* [What you should do]:
For the material below, return exactly the lines starting at the line containing "for paragraph in" and ending at the line containing "let mut current_width = 0usize;", both ends included, and no others.
§
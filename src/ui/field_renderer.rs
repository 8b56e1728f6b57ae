//! Field rendering for the contact form

use crate::state::FormField;
use ratatui::{
    layout::Rect,
    style::{Color, Style},
    text::{Line, Span},
    widgets::{Block, Borders, Paragraph, Wrap},
    Frame,
};

/// Draw a form field with its label in the border.
///
/// `hint` replaces the placeholder and turns the border red, e.g. for a
/// required field left empty.
pub fn draw_field(
    frame: &mut Frame,
    area: Rect,
    label: &str,
    field: &FormField,
    is_active: bool,
    hint: Option<&str>,
) {
    let accent = match (hint.is_some(), is_active) {
        (true, _) => Color::Red,
        (false, true) => Color::Cyan,
        (false, false) => Color::DarkGray,
    };
    let style = Style::default().fg(if is_active { Color::White } else { Color::Gray });
    let cursor_style = Style::default().fg(Color::Cyan);
    let cursor = if is_active { "▌" } else { "" };

    let value = field.as_text();
    let content = if value.is_empty() && !is_active {
        Paragraph::new(Line::from(Span::styled(
            hint.unwrap_or("(empty)").to_string(),
            Style::default().fg(if hint.is_some() { Color::Red } else { Color::DarkGray }),
        )))
    } else if field.is_multiline {
        let mut lines: Vec<Line> = value
            .split('\n')
            .map(|l| Line::from(Span::styled(l.to_string(), style)))
            .collect();
        if let Some(last) = lines.last_mut() {
            last.spans.push(Span::styled(cursor, cursor_style));
        }
        Paragraph::new(lines)
    } else {
        Paragraph::new(Line::from(vec![
            Span::styled(value.to_string(), style),
            Span::styled(cursor, cursor_style),
        ]))
    };

    let required_mark = if field.is_required { " *" } else { "" };
    let block = Block::default()
        .title(format!(" {label}{required_mark} "))
        .borders(Borders::ALL)
        .border_style(Style::default().fg(accent));

    frame.render_widget(content.wrap(Wrap { trim: false }).block(block), area);
}
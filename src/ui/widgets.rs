//! Reusable UI widget helpers

/// Wrap text to fit within a maximum width (in characters).
///
/// Paragraphs separated by `\n` are wrapped independently; empty paragraphs
/// are kept as blank lines. Words longer than the width stay on their own line.
pub fn wrap_text(text: &str, max_width: usize) -> Vec<String> {
    let mut lines = Vec::new();

    for paragraph in text.split('\n') {
        if paragraph.is_empty() {
            lines.push(String::new());
            continue;
        }

        let mut current_line = String::new();
        let mut current_width = 0usize;
        for word in paragraph.split_whitespace() {
            let word_width = word.chars().count();
            if current_width + word_width + 1 > max_width && !current_line.is_empty() {
                lines.push(std::mem::take(&mut current_line));
                current_width = 0;
            }
            if !current_line.is_empty() {
                current_line.push(' ');
                current_width += 1;
            }
            current_line.push_str(word);
            current_width += word_width;
        }
        if !current_line.is_empty() {
            lines.push(current_line);
        }
    }

    if lines.is_empty() {
        lines.push(String::new());
    }

    lines
}

/// Display width of a string in characters
pub fn text_width(text: &str) -> u16 {
    text.chars().count().min(u16::MAX as usize) as u16
}
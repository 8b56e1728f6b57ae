//! Form domain layer
//!
//! Type-safe field handling for the contact form.

mod contact_form;
mod field;

pub use contact_form::{ContactButton, ContactField, ContactForm, Form};
pub use field::FormField;
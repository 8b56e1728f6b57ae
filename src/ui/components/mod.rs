//! Reusable UI components

mod button;
mod notification_dialog;

pub use button::{render_button, ButtonLook, BUTTON_HEIGHT};
pub use notification_dialog::render_notification_dialog;
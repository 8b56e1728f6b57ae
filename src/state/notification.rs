//! User-facing notifications raised by the contact workflow

use crate::content::{portfolio, Locale};
use chrono::{DateTime, Local};
use uuid::Uuid;

#[derive(Debug, Clone, Copy, PartialEq, Eq)]
pub enum NotificationKind {
    Success,
    Failure,
}

/// Outcome of one submission, shown as a dialog until dismissed
#[derive(Debug, Clone, PartialEq, Eq)]
pub struct Notification {
    pub kind: NotificationKind,
    pub submission_id: Uuid,
    pub raised_at: DateTime<Local>,
}

impl Notification {
    pub fn new(kind: NotificationKind, submission_id: Uuid) -> Self {
        Self {
            kind,
            submission_id,
            raised_at: Local::now(),
        }
    }

    /// Message text in the given language
    pub fn message(&self, locale: Locale) -> &'static str {
        match self.kind {
            NotificationKind::Success => portfolio::SEND_SUCCESS.get(locale),
            NotificationKind::Failure => portfolio::SEND_FAILURE.get(locale),
        }
    }

    pub fn is_failure(&self) -> bool {
        self.kind == NotificationKind::Failure
    }
}
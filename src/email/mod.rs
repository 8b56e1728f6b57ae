//! Email dispatch module for the EmailJS REST API

mod client;
mod traits;

pub use client::{EmailJsClient, DEFAULT_API_URL};
pub use traits::{DispatchError, EmailDispatcher, TemplateParams};

#[cfg(test)]
pub use traits::MockEmailDispatcher;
§
* [Exercise result]:
    for paragraph in text.split('\n') {
        if paragraph.is_empty() {
            lines.push(String::new());
            continue;
        }

        let mut current_line = String::new();
        let mut current_width = 0usize;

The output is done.